Carter had three hypotheses to answer this question. Firstly, he noted that the Dotcom Bubble remains fresh in the mind of investors, making the crypto bubble a “self-fulfilling prophecy,” in that consumers ‘FOMOed’ into BTC and its brethren en-masse after they recalled the gains that nascent Internet stocks posted. Secondly, the long-standing industry insider, who previously worked with Fidelity Investments’ crypto division, noted that as cryptocurrencies are “inherently a financial phenomenon,” they are more susceptible to bubble-esque behavior

And lastly, and most logical in the eyes of crypto’s crusaders, the reason why cryptocurrencies may have exploded as early as they did is that 2017’s bubble was “smaller than people think.” Carter explains that if you really boil the actual metrics down, the cryptocurrency space’s actual market capitalization was less than the $840 billion seen on data aggregators like CoinMarketCap. He looks to the fact that if you summate all mining revenue for Proof of Work (PoW), only $15 billion actually flowed into the space, making the rest of the value somewhat inflated.

With the Coinmetrics co-founder’s last point in mind, another question can be posed: if crypto’s latest bubble was small on the scale of traditional markets, does parabolic upside remain?

Is There Upside?

According to a number of pundits, the answer to the above question is an undeniable yes. Speaking at MoneyConf in Dublin, Joseph Lubin, the co-founder of Ethereum and founder of ConsenSys, told Business Insider that he believes blockchains will be on “orders of magnitude” more disruptive than the Internet, meaning that assets pertained to this space will have that much more upside potential and ability to catch volatility.

A countless number of Lubin’s peers would agree. Just recently, as covered in a previous NewsBTC report, Travis Kling of Ikigai Asset Management remarked that the previous Bitcoin rally was the first time the industry actually appeared on the global stage, as previous bubbles only saw participation from fringe groups, the coders, anarcho-capitalists, cypherpunks, and forward-thinking venture capitalists. As Kling remarks:

“In late ’16, the vast majority of the world had no idea what any of [crypto] was or what its potential is.”

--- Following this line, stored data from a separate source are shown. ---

use serde::{Deserialize, Serialize};
use thiserror::Error;

pub const DEFAULT_LAYER_ID: &str = "base";
pub const DEFAULT_GRID_SIZE: f64 = 1.0;

#[derive(Clone, Copy, Debug, Default, Serialize, Deserialize, PartialEq)]
pub struct Point {
    pub x: f64,
    pub y: f64,
}

impl Point {
    pub const fn new(x: f64, y: f64) -> Self {
        Self { x, y }
    }
}

impl std::ops::Add for Point {
    type Output = Point;

    fn add(self, rhs: Point) -> Point {
        Point::new(self.x + rhs.x, self.y + rhs.y)
    }
}

impl std::ops::Sub for Point {
    type Output = Point;

    fn sub(self, rhs: Point) -> Point {
        Point::new(self.x - rhs.x, self.y - rhs.y)
    }
}

#[derive(Clone, Copy, Debug, Default, Serialize, Deserialize, PartialEq, Eq)]
pub struct Rgba {
    pub r: u8,
    pub g: u8,
    pub b: u8,
    pub a: u8,
}

impl Rgba {
    pub const fn rgb(r: u8, g: u8, b: u8) -> Self {
        Self { r, g, b, a: 255 }
    }

    pub fn to_hex(self) -> String {
        format!("#{:02x}{:02x}{:02x}", self.r, self.g, self.b)
    }

    pub fn from_hex(hex: &str) -> Option<Self> {
        let hex = hex.trim().trim_start_matches('#');
        if hex.len() != 6 || !hex.is_ascii() {
            return None;
        }
        let r = u8::from_str_radix(&hex[0..2], 16).ok()?;
        let g = u8::from_str_radix(&hex[2..4], 16).ok()?;
        let b = u8::from_str_radix(&hex[4..6], 16).ok()?;
        Some(Self::rgb(r, g, b))
    }
}

#[derive(Clone, Copy, Debug, Serialize, Deserialize, PartialEq, Eq, Default)]
#[serde(rename_all = "snake_case")]
pub enum NodeKind {
    Stock,
    Flow,
    #[default]
    Auxiliary,
    Connector,
}

impl NodeKind {
    pub const ALL: [NodeKind; 4] = [
        NodeKind::Stock,
        NodeKind::Flow,
        NodeKind::Auxiliary,
        NodeKind::Connector,
    ];

    pub fn label(self) -> &'static str {
        match self {
            NodeKind::Stock => "Stock",
            NodeKind::Flow => "Flow",
            NodeKind::Auxiliary => "Auxiliary",
            NodeKind::Connector => "Connector",
        }
    }
}

#[derive(Clone, Copy, Debug, Serialize, Deserialize, PartialEq, Eq, Default)]
#[serde(rename_all = "snake_case")]
pub enum LineStyle {
    #[default]
    Solid,
    Dashed,
}

#[derive(Clone, Copy, Debug, Serialize, Deserialize, PartialEq, Eq, Default)]
#[serde(rename_all = "snake_case")]
pub enum Polarity {
    #[default]
    Reinforcing,
    Balancing,
}

#[derive(Clone, Copy, Debug, Serialize, Deserialize, PartialEq, Eq, Default)]
#[serde(rename_all = "snake_case")]
pub enum ArrowType {
    #[default]
    Single,
    Double,
}

#[derive(Clone, Debug, Serialize, Deserialize, PartialEq)]
pub struct Node {
    pub id: String,
    pub x: f64,
    pub y: f64,
    #[serde(default)]
    pub z: f64,
    pub layer: String,
    #[serde(default)]
    pub label: String,
    pub width: f64,
    pub height: f64,
    pub color: Rgba,
    #[serde(default)]
    pub kind: NodeKind,
}

impl Node {
    pub fn new(id: impl Into<String>, layer: impl Into<String>, x: f64, y: f64) -> Self {
        Self {
            id: id.into(),
            x,
            y,
            z: 0.0,
            layer: layer.into(),
            label: String::new(),
            width: 120.0,
            height: 60.0,
            color: Rgba::rgb(96, 165, 250),
            kind: NodeKind::default(),
        }
    }

    pub fn position(&self) -> Point {
        Point::new(self.x, self.y)
    }
}

#[derive(Clone, Debug, Serialize, Deserialize, PartialEq)]
pub struct Bend {
    pub id: String,
    pub x: f64,
    pub y: f64,
}

#[derive(Clone, Debug, Serialize, Deserialize, PartialEq)]
pub struct Connector {
    pub id: String,
    pub from: String,
    pub to: String,
    #[serde(default)]
    pub bends: Vec<Bend>,
    pub layer: String,
    #[serde(default)]
    pub style: LineStyle,
    #[serde(default)]
    pub polarity: Polarity,
    #[serde(default)]
    pub arrow: ArrowType,
}

impl Connector {
    pub fn new(
        id: impl Into<String>,
        from: impl Into<String>,
        to: impl Into<String>,
        layer: impl Into<String>,
    ) -> Self {
        Self {
            id: id.into(),
            from: from.into(),
            to: to.into(),
            bends: Vec::new(),
            layer: layer.into(),
            style: LineStyle::default(),
            polarity: Polarity::default(),
            arrow: ArrowType::default(),
        }
    }

    pub fn touches(&self, node_id: &str) -> bool {
        self.from == node_id || self.to == node_id
    }
}

#[derive(Clone, Debug, Serialize, Deserialize, PartialEq)]
pub struct Layer {
    pub id: String,
    pub name: String,
    pub color: Rgba,
    #[serde(default = "default_true")]
    pub visible: bool,
    #[serde(default)]
    pub locked: bool,
    #[serde(default)]
    pub order: i32,
}

fn default_true() -> bool {
    true
}
fn text_color_on(c: Rgba) -> Rgba {
    let luma = 0.299 * c.r as f64 + 0.587 * c.g as f64 + 0.114 * c.b as f64;
    if luma > 140.0 {
        Rgba::rgb(15, 23, 42)
    } else {
        Rgba::rgb(248, 250, 252)
    }
}

fn depth(p: Point, yaw: f64) -> f64 {
    let r = rotate_ground(p, yaw);
    r.x + r.y
}

fn footprint(node: &Node) -> [Point; 4] {
    let (hw, hh) = (node.width * 0.5, node.height * 0.5);
    [
        Point::new(node.x - hw, node.y - hh),
        Point::new(node.x + hw, node.y - hh),
        Point::new(node.x + hw, node.y + hh),
        Point::new(node.x - hw, node.y + hh),
    ]
}

pub fn paint_order<'w>(ws: &'w Workspace, yaw: f64) -> Vec<&'w Node> {
    let mut nodes = ws.visible_nodes();
    nodes.sort_by(|a, b| {
        ws.layer_rank(&a.layer)
            .cmp(&ws.layer_rank(&b.layer))
            .then_with(|| depth(a.position(), yaw).total_cmp(&depth(b.position(), yaw)))
            .then_with(|| a.z.total_cmp(&b.z))
    });
    nodes
}

pub fn build_scene(ws: &Workspace, input: &SceneInput) -> Scene {
    let mut scene = Scene::default();
    let t = &input.transform;

    let mut connectors = ws.visible_connectors();
    connectors.sort_by_key(|c| ws.layer_rank(&c.layer));
    for connector in connectors {
        push_connector(&mut scene, ws, t, connector);
    }

    let pending = input.pending_from.and_then(|id| ws.node(id));
    if let (Some(from), Some(pointer)) = (pending, input.pointer) {
        let mid = from.z + extrusion(from.kind) * 0.5;
        scene.commands.push(DrawCommand::Polyline {
            points: vec![t.model_to_screen(from.position(), mid), t.model_to_screen(pointer, 0.0)],
            stroke: Stroke::new(1.5, PENDING),
            dashed: true,
        });
    }

    for node in paint_order(ws, t.viewport.rotation.y) {
        let outline = if input.selection == Some(node.id.as_str()) {
            Stroke::new(2.5, SELECTED)
        } else if input.pending_from == Some(node.id.as_str()) {
            Stroke::new(2.5, PENDING)
        } else {
            Stroke::new(1.0, shade(node.color, 0.5))
        };
        push_node(&mut scene, t, node, outline);
    }
    scene
}
use eframe::egui;

use crate::model::{ArrowType, LineStyle, NodeKind, Polarity};
use crate::tools::Tool;

use super::render::{from_color, to_color, tool_button};
use super::{LayerRename, StudioApp};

This simple fact led him to the conclusion that when cryptocurrencies rally again, awareness is through the roof, meaning that reflexivity will be “much higher,” setting the stage for an even more volatile, epic surge.

Tom Shaughnessy of Delphi Digital agreed. The researcher remarked that the last bull run for BTC was driven around “magical internet money hype.” In the eyes of Shaughnessy, the next time, demand for Bitcoin will primarily be derived from the ever-growing need for an asset that is non-sovereign, capped, is a digital store of value, and can be used in day-to-day transactions with the Lightning Network. This in and of itself should make the next rally that much more accentuated and dramatic.

The last $BTC bull run was driven by hype around magical internet money

The next one will be driven by an actual macro based understanding of the benefits of a non-sovereign, capped, digital SoV bolstered by lightning ⚡

The next bull run will be bigger ?

— Tom Shaughnessy? (@Shaughnessy119) April 17, 2019

What Will Boost Crypto Adoption

More likely than not, the next cryptocurrency rally will be catalyzed by cryptocurrency products from mainstream institutions, like Facebook’s and Samsung’s digital asset or investment platforms like Bakkt on the retail side and Fidelity Digital Assets on the institutional side.

Just recently, The Block, who cited sources familiar with the matter, claimed that ErisX, an up-and-coming, Chicago-based cryptocurrency initiative will soon launch its own exchange platform. This is notable, as TD Ameritrade, a large American retail-centric institution, is expected to support in-house Bitcoin and other cryptocurrency purchases and sales, opening the door for eleven million consumers to finally down the blockchain pill. But will they?